Your objective ->
Retype the data below without altering anything.

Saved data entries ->
★ ★ ★ ★

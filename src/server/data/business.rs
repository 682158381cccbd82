//! Business data repository.
//!
//! Provides the `BusinessRepository` for managing business records, including the
//! JSON encoded settings column.

use chrono::Utc;
use sea_orm::{
    ActiveModelTrait, ActiveValue, ColumnTrait, DatabaseConnection, EntityTrait, PaginatorTrait,
    QueryFilter, QueryOrder,
};

use crate::server::{
    error::AppError,
    model::business::{
        Business, BusinessSettings, CreateBusinessParam, PaginatedBusinesses, UpdateBusinessParam,
    },
    util::parse::total_pages,
};

/// Repository providing database operations for businesses.
pub struct BusinessRepository<'a> {
    db: &'a DatabaseConnection,
}

impl<'a> BusinessRepository<'a> {
    /// Creates a new BusinessRepository instance.
    ///
    /// # Arguments
    /// - `db` - Reference to the database connection
    ///
    /// # Returns
    /// - `BusinessRepository` - New repository instance
    pub fn new(db: &'a DatabaseConnection) -> Self {
        Self { db }
    }

    /// Creates a new business
    ///
    /// # Arguments
    /// - `param` - Owner, profile fields and initial settings
    ///
    /// # Returns
    /// - `Ok(Business)` - The created business
    /// - `Err(AppError)` - Database error during insert
    pub async fn create(&self, param: CreateBusinessParam) -> Result<Business, AppError> {
        let now = Utc::now();

        let entity = entity::business::ActiveModel {
            owner_id: ActiveValue::Set(param.owner_id),
            name: ActiveValue::Set(param.name),
            description: ActiveValue::Set(param.description),
            address: ActiveValue::Set(param.address),
            phone: ActiveValue::Set(param.phone),
            settings: ActiveValue::Set(param.settings.to_json()?),
            created_at: ActiveValue::Set(now),
            updated_at: ActiveValue::Set(now),
            ..Default::default()
        }
        .insert(self.db)
        .await?;

        Business::from_entity(entity)
    }

    /// Finds a business by ID
    ///
    /// # Returns
    /// - `Ok(Some(Business))` - Business found
    /// - `Ok(None)` - No business with that ID
    /// - `Err(AppError)` - Database error or malformed settings
    pub async fn find_by_id(&self, id: i32) -> Result<Option<Business>, AppError> {
        let entity = entity::prelude::Business::find_by_id(id)
            .one(self.db)
            .await?;

        entity.map(Business::from_entity).transpose()
    }

    /// Gets all businesses owned by an account, ordered by name.
    pub async fn get_by_owner(&self, owner_id: i32) -> Result<Vec<Business>, AppError> {
        entity::prelude::Business::find()
            .filter(entity::business::Column::OwnerId.eq(owner_id))
            .order_by_asc(entity::business::Column::Name)
            .all(self.db)
            .await?
            .into_iter()
            .map(Business::from_entity)
            .collect()
    }

    /// Gets every business, ordered by name.
    pub async fn get_all(&self) -> Result<Vec<Business>, AppError> {
        entity::prelude::Business::find()
            .order_by_asc(entity::business::Column::Name)
            .all(self.db)
            .await?
            .into_iter()
            .map(Business::from_entity)
            .collect()
    }

    /// Gets businesses with pagination, ordered by name.
    ///
    /// # Arguments
    /// - `page` - Zero-indexed page number
    /// - `per_page` - Number of businesses per page
    ///
    /// # Returns
    /// - `Ok(PaginatedBusinesses)` - Businesses for the requested page with totals
    /// - `Err(AppError)` - Database error during pagination query
    pub async fn get_all_paginated(
        &self,
        page: u64,
        per_page: u64,
    ) -> Result<PaginatedBusinesses, AppError> {
        let paginator = entity::prelude::Business::find()
            .order_by_asc(entity::business::Column::Name)
            .order_by_asc(entity::business::Column::Id)
            .paginate(self.db, per_page);

        let total = paginator.num_items().await?;
        let businesses = paginator
            .fetch_page(page)
            .await?
            .into_iter()
            .map(Business::from_entity)
            .collect::<Result<Vec<_>, _>>()?;

        Ok(PaginatedBusinesses {
            businesses,
            total,
            page,
            per_page,
            total_pages: total_pages(total, per_page),
        })
    }

    /// Updates the profile fields of a business.
    ///
    /// # Returns
    /// - `Ok(Some(Business))` - The updated business
    /// - `Ok(None)` - No business with that ID
    pub async fn update(&self, param: UpdateBusinessParam) -> Result<Option<Business>, AppError> {
        let Some(entity) = entity::prelude::Business::find_by_id(param.id)
            .one(self.db)
            .await?
        else {
            return Ok(None);
        };

        let mut active: entity::business::ActiveModel = entity.into();
        active.name = ActiveValue::Set(param.name);
        active.description = ActiveValue::Set(param.description);
        active.address = ActiveValue::Set(param.address);
        active.phone = ActiveValue::Set(param.phone);
        active.updated_at = ActiveValue::Set(Utc::now());

        let entity = active.update(self.db).await?;

        Ok(Some(Business::from_entity(entity)?))
    }

    /// Replaces the settings of a business.
    ///
    /// # Returns
    /// - `Ok(Some(Business))` - The business with its new settings
    /// - `Ok(None)` - No business with that ID
    pub async fn update_settings(
        &self,
        id: i32,
        settings: &BusinessSettings,
    ) -> Result<Option<Business>, AppError> {
        let Some(entity) = entity::prelude::Business::find_by_id(id)
            .one(self.db)
            .await?
        else {
            return Ok(None);
        };

        let mut active: entity::business::ActiveModel = entity.into();
        active.settings = ActiveValue::Set(settings.to_json()?);
        active.updated_at = ActiveValue::Set(Utc::now());

        let entity = active.update(self.db).await?;

        Ok(Some(Business::from_entity(entity)?))
    }

    /// Deletes a business and, through cascading foreign keys, its services,
    /// bookings and client links.
    ///
    /// # Returns
    /// - `Ok(true)` - Business deleted
    /// - `Ok(false)` - No business with that ID
    pub async fn delete(&self, id: i32) -> Result<bool, AppError> {
        let result = entity::prelude::Business::delete_by_id(id)
            .exec(self.db)
            .await?;

        Ok(result.rows_affected > 0)
    }
}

★ ★ ★ ★

Your response ->
filename src/server/data/business.rs
repository 682158381cccbd82
//! Business data repository.
//!
//! Provides the `BusinessRepository` for managing business records, including the
//! JSON encoded settings column.

use chrono::Utc;
use sea_orm::{
    ActiveModelTrait, ActiveValue, ColumnTrait, DatabaseConnection, EntityTrait, PaginatorTrait,
    QueryFilter, QueryOrder,
};

use crate::server::{
    error::AppError,
    model::business::{
        Business, BusinessSettings, CreateBusinessParam, PaginatedBusinesses, UpdateBusinessParam,
    },
    util::parse::total_pages,
};

/// Repository providing database operations for businesses.
pub struct BusinessRepository<'a> {
    db: &'a DatabaseConnection,
}

impl<'a> BusinessRepository<'a> {
    /// Creates a new BusinessRepository instance.
    ///
    /// # Arguments
    /// - `db` - Reference to the database connection
    ///
    /// # Returns
    /// - `BusinessRepository` - New repository instance
    pub fn new(db: &'a DatabaseConnection) -> Self {
        Self { db }
    }

    /// Creates a new business
    ///
    /// # Arguments
    /// - `param` - Owner, profile fields and initial settings
    ///
    /// # Returns
    /// - `Ok(Business)` - The created business
    /// - `Err(AppError)` - Database error during insert
    pub async fn create(&self, param: CreateBusinessParam) -> Result<Business, AppError> {
        let now = Utc::now();

        let entity = entity::business::ActiveModel {
            owner_id: ActiveValue::Set(param.owner_id),
            name: ActiveValue::Set(param.name),
            description: ActiveValue::Set(param.description),
            address: ActiveValue::Set(param.address),
            phone: ActiveValue::Set(param.phone),
            settings: ActiveValue::Set(param.settings.to_json()?),
            created_at: ActiveValue::Set(now),
            updated_at: ActiveValue::Set(now),
            ..Default::default()
        }
        .insert(self.db)
        .await?;

        Business::from_entity(entity)
    }

    /// Finds a business by ID
    ///
    /// # Returns
    /// - `Ok(Some(Business))` - Business found
    /// - `Ok(None)` - No business with that ID
    /// - `Err(AppError)` - Database error or malformed settings
    pub async fn find_by_id(&self, id: i32) -> Result<Option<Business>, AppError> {
        let entity = entity::prelude::Business::find_by_id(id)
            .one(self.db)
            .await?;

        entity.map(Business::from_entity).transpose()
    }

    /// Gets all businesses owned by an account, ordered by name.
    pub async fn get_by_owner(&self, owner_id: i32) -> Result<Vec<Business>, AppError> {
        entity::prelude::Business::find()
            .filter(entity::business::Column::OwnerId.eq(owner_id))
            .order_by_asc(entity::business::Column::Name)
            .all(self.db)
            .await?
            .into_iter()
            .map(Business::from_entity)
            .collect()
    }

    /// Gets every business, ordered by name.
    pub async fn get_all(&self) -> Result<Vec<Business>, AppError> {
        entity::prelude::Business::find()
            .order_by_asc(entity::business::Column::Name)
            .all(self.db)
            .await?
            .into_iter()
            .map(Business::from_entity)
            .collect()
    }

    /// Gets businesses with pagination, ordered by name.
    ///
    /// # Arguments
    /// - `page` - Zero-indexed page number
    /// - `per_page` - Number of businesses per page
    ///
    /// # Returns
    /// - `Ok(PaginatedBusinesses)` - Businesses for the requested page with totals
    /// - `Err(AppError)` - Database error during pagination query
    pub async fn get_all_paginated(
        &self,
        page: u64,
        per_page: u64,
    ) -> Result<PaginatedBusinesses, AppError> {
        let paginator = entity::prelude::Business::find()
            .order_by_asc(entity::business::Column::Name)
            .order_by_asc(entity::business::Column::Id)
            .paginate(self.db, per_page);

        let total = paginator.num_items().await?;
        let businesses = paginator
            .fetch_page(page)
            .await?
            .into_iter()
            .map(Business::from_entity)
            .collect::<Result<Vec<_>, _>>()?;

        Ok(PaginatedBusinesses {
            businesses,
            total,
            page,
            per_page,
            total_pages: total_pages(total, per_page),
        })
    }

    /// Updates the profile fields of a business.
    ///
    /// # Returns
    /// - `Ok(Some(Business))` - The updated business
    /// - `Ok(None)` - No business with that ID
    pub async fn update(&self, param: UpdateBusinessParam) -> Result<Option<Business>, AppError> {
        let Some(entity) = entity::prelude::Business::find_by_id(param.id)
            .one(self.db)
            .await?
        else {
            return Ok(None);
        };

        let mut active: entity::business::ActiveModel = entity.into();
        active.name = ActiveValue::Set(param.name);
        active.description = ActiveValue::Set(param.description);
        active.address = ActiveValue::Set(param.address);
        active.phone = ActiveValue::Set(param.phone);
        active.updated_at = ActiveValue::Set(Utc::now());

        let entity = active.update(self.db).await?;

        Ok(Some(Business::from_entity(entity)?))
    }

    /// Replaces the settings of a business.
    ///
    /// # Returns
    /// - `Ok(Some(Business))` - The business with its new settings
    /// - `Ok(None)` - No business with that ID
    pub async fn update_settings(
        &self,
        id: i32,
        settings: &BusinessSettings,
    ) -> Result<Option<Business>, AppError> {
        let Some(entity) = entity::prelude::Business::find_by_id(id)
            .one(self.db)
            .await?
        else {
            return Ok(None);
        };

        let mut active: entity::business::ActiveModel = entity.into();
        active.settings = ActiveValue::Set(settings.to_json()?);
        active.updated_at = ActiveValue::Set(Utc::now());

        let entity = active.update(self.db).await?;

        Ok(Some(Business::from_entity(entity)?))
    }

    /// Deletes a business and, through cascading foreign keys, its services,
    /// bookings and client links.
    ///
    /// # Returns
    /// - `Ok(true)` - Business deleted
    /// - `Ok(false)` - No business with that ID
    pub async fn delete(&self, id: i32) -> Result<bool, AppError> {
        let result = entity::prelude::Business::delete_by_id(id)
            .exec(self.db)
            .await?;

        Ok(result.rows_affected > 0)
    }
}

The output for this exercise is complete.